======== EXTRACTED DATA ========

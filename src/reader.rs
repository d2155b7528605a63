use camino::Utf8Path;
use serde::{Deserialize, Serialize};

use crate::domain::{CvParam, MassSpecFormat, Param, UserParam};
use crate::error::LoaderError;
use crate::model::Contact;

#[derive(Debug, Clone, Default, PartialEq, Serialize, Deserialize)]
pub struct ExperimentMetadata {
    #[serde(default)]
    pub title: Option<String>,
    #[serde(default)]
    pub short_label: Option<String>,
}

#[derive(Debug, Clone, Default, PartialEq, Eq, Serialize, Deserialize)]
pub struct ComponentDecl {
    #[serde(default)]
    pub cv_params: Vec<CvParam>,
    #[serde(default)]
    pub user_params: Vec<UserParam>,
}

#[derive(Debug, Clone, Default, PartialEq, Eq, Serialize, Deserialize)]
pub struct InstrumentConfiguration {
    pub id: String,
    #[serde(default)]
    pub sources: Vec<ComponentDecl>,
    #[serde(default)]
    pub analyzers: Vec<ComponentDecl>,
    #[serde(default)]
    pub detectors: Vec<ComponentDecl>,
}

#[derive(Debug, Clone, Default, PartialEq, Eq, Serialize, Deserialize)]
pub struct DecodedSoftware {
    pub name: String,
    #[serde(default)]
    pub version: Option<String>,
    #[serde(default)]
    pub customization: Option<String>,
    #[serde(default)]
    pub cv_params: Vec<CvParam>,
    #[serde(default)]
    pub user_params: Vec<UserParam>,
}

#[derive(Debug, Clone, Default, PartialEq, Serialize, Deserialize)]
pub struct Modification {
    #[serde(default)]
    pub cv_params: Vec<CvParam>,
    #[serde(default)]
    pub mass_delta: Option<f64>,
}

#[derive(Debug, Clone, Default, PartialEq, Serialize, Deserialize)]
pub struct SpectrumRef {
    pub id: String,
    #[serde(default)]
    pub precursor_charge: Option<i32>,
    #[serde(default)]
    pub precursor_mz: Option<f64>,
}

#[derive(Debug, Clone, Default, PartialEq, Serialize, Deserialize)]
pub struct Peptide {
    pub id: String,
    pub sequence: String,
    #[serde(default)]
    pub modifications: Vec<Modification>,
    #[serde(default)]
    pub precursor_charge: Option<i32>,
    #[serde(default)]
    pub precursor_mz: Option<f64>,
    #[serde(default)]
    pub spectrum: Option<SpectrumRef>,
    #[serde(default)]
    pub fragment_ion_count: usize,
}

#[derive(Debug, Clone, Default, PartialEq, Eq, Serialize, Deserialize)]
pub struct SpectraSource {
    pub location: String,
    #[serde(default)]
    pub spectrum_count: Option<u64>,
}

impl SpectraSource {
    pub fn file_name(&self) -> &str {
        self.location
            .rsplit(['/', '\\'])
            .next()
            .unwrap_or(self.location.as_str())
    }
}

pub trait ResultReader {
    fn experiment_metadata(&self) -> Result<ExperimentMetadata, LoaderError>;
    fn protein_ids(&self) -> Result<Vec<String>, LoaderError>;
    fn peptide_ids(&self, protein_id: &str) -> Result<Vec<String>, LoaderError>;
    fn peptide_at(&self, protein_id: &str, peptide_id: &str) -> Result<Peptide, LoaderError>;
    fn instrument_configurations(&self) -> Result<Vec<InstrumentConfiguration>, LoaderError>;
    fn software_list(&self) -> Result<Vec<DecodedSoftware>, LoaderError>;
    fn person_contacts(&self) -> Result<Vec<Contact>, LoaderError>;
    fn additional_terms(&self) -> Result<Vec<Param>, LoaderError>;
    fn number_of_proteins(&self) -> Result<u64, LoaderError>;
    fn number_of_peptides(&self) -> Result<u64, LoaderError>;
    fn number_of_spectra(&self) -> Result<u64, LoaderError>;

    fn has_protein_groups(&self) -> Result<bool, LoaderError> {
        Ok(false)
    }

    fn protein_accession(&self, _protein_id: &str) -> Result<Option<String>, LoaderError> {
        Ok(None)
    }

    fn search_database(&self, _protein_id: &str) -> Result<Option<String>, LoaderError> {
        Ok(None)
    }

    fn spectra_sources(&self) -> Result<Vec<SpectraSource>, LoaderError> {
        Ok(Vec::new())
    }

    fn close(&mut self) -> Result<(), LoaderError> {
        Ok(())
    }
}

pub trait ReaderFactory: Send + Sync {
    fn open(
        &self,
        path: &Utf8Path,
        format: MassSpecFormat,
    ) -> Result<Box<dyn ResultReader>, LoaderError>;

    fn chromatogram_count(
        &self,
        path: &Utf8Path,
        format: MassSpecFormat,
    ) -> Result<u64, LoaderError>;
}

========

→ **EXERCISE REQUIREMENTS**:
Please return the data above exactly as given.

→ **WRITTEN ANSWER**:
filename src/reader.rs
repository d2155b7528605a63
use camino::Utf8Path;
use serde::{Deserialize, Serialize};

use crate::domain::{CvParam, MassSpecFormat, Param, UserParam};
use crate::error::LoaderError;
use crate::model::Contact;

#[derive(Debug, Clone, Default, PartialEq, Serialize, Deserialize)]
pub struct ExperimentMetadata {
    #[serde(default)]
    pub title: Option<String>,
    #[serde(default)]
    pub short_label: Option<String>,
}

#[derive(Debug, Clone, Default, PartialEq, Eq, Serialize, Deserialize)]
pub struct ComponentDecl {
    #[serde(default)]
    pub cv_params: Vec<CvParam>,
    #[serde(default)]
    pub user_params: Vec<UserParam>,
}

#[derive(Debug, Clone, Default, PartialEq, Eq, Serialize, Deserialize)]
pub struct InstrumentConfiguration {
    pub id: String,
    #[serde(default)]
    pub sources: Vec<ComponentDecl>,
    #[serde(default)]
    pub analyzers: Vec<ComponentDecl>,
    #[serde(default)]
    pub detectors: Vec<ComponentDecl>,
}

#[derive(Debug, Clone, Default, PartialEq, Eq, Serialize, Deserialize)]
pub struct DecodedSoftware {
    pub name: String,
    #[serde(default)]
    pub version: Option<String>,
    #[serde(default)]
    pub customization: Option<String>,
    #[serde(default)]
    pub cv_params: Vec<CvParam>,
    #[serde(default)]
    pub user_params: Vec<UserParam>,
}

#[derive(Debug, Clone, Default, PartialEq, Serialize, Deserialize)]
pub struct Modification {
    #[serde(default)]
    pub cv_params: Vec<CvParam>,
    #[serde(default)]
    pub mass_delta: Option<f64>,
}

#[derive(Debug, Clone, Default, PartialEq, Serialize, Deserialize)]
pub struct SpectrumRef {
    pub id: String,
    #[serde(default)]
    pub precursor_charge: Option<i32>,
    #[serde(default)]
    pub precursor_mz: Option<f64>,
}

#[derive(Debug, Clone, Default, PartialEq, Serialize, Deserialize)]
pub struct Peptide {
    pub id: String,
    pub sequence: String,
    #[serde(default)]
    pub modifications: Vec<Modification>,
    #[serde(default)]
    pub precursor_charge: Option<i32>,
    #[serde(default)]
    pub precursor_mz: Option<f64>,
    #[serde(default)]
    pub spectrum: Option<SpectrumRef>,
    #[serde(default)]
    pub fragment_ion_count: usize,
}

#[derive(Debug, Clone, Default, PartialEq, Eq, Serialize, Deserialize)]
pub struct SpectraSource {
    pub location: String,
    #[serde(default)]
    pub spectrum_count: Option<u64>,
}

impl SpectraSource {
    pub fn file_name(&self) -> &str {
        self.location
            .rsplit(['/', '\\'])
            .next()
            .unwrap_or(self.location.as_str())
    }
}

pub trait ResultReader {
    fn experiment_metadata(&self) -> Result<ExperimentMetadata, LoaderError>;
    fn protein_ids(&self) -> Result<Vec<String>, LoaderError>;
    fn peptide_ids(&self, protein_id: &str) -> Result<Vec<String>, LoaderError>;
    fn peptide_at(&self, protein_id: &str, peptide_id: &str) -> Result<Peptide, LoaderError>;
    fn instrument_configurations(&self) -> Result<Vec<InstrumentConfiguration>, LoaderError>;
    fn software_list(&self) -> Result<Vec<DecodedSoftware>, LoaderError>;
    fn person_contacts(&self) -> Result<Vec<Contact>, LoaderError>;
    fn additional_terms(&self) -> Result<Vec<Param>, LoaderError>;
    fn number_of_proteins(&self) -> Result<u64, LoaderError>;
    fn number_of_peptides(&self) -> Result<u64, LoaderError>;
    fn number_of_spectra(&self) -> Result<u64, LoaderError>;

    fn has_protein_groups(&self) -> Result<bool, LoaderError> {
        Ok(false)
    }

    fn protein_accession(&self, _protein_id: &str) -> Result<Option<String>, LoaderError> {
        Ok(None)
    }

    fn search_database(&self, _protein_id: &str) -> Result<Option<String>, LoaderError> {
        Ok(None)
    }

    fn spectra_sources(&self) -> Result<Vec<SpectraSource>, LoaderError> {
        Ok(Vec::new())
    }

    fn close(&mut self) -> Result<(), LoaderError> {
        Ok(())
    }
}

pub trait ReaderFactory: Send + Sync {
    fn open(
        &self,
        path: &Utf8Path,
        format: MassSpecFormat,
    ) -> Result<Box<dyn ResultReader>, LoaderError>;

    fn chromatogram_count(
        &self,
        path: &Utf8Path,
        format: MassSpecFormat,
    ) -> Result<u64, LoaderError>;
}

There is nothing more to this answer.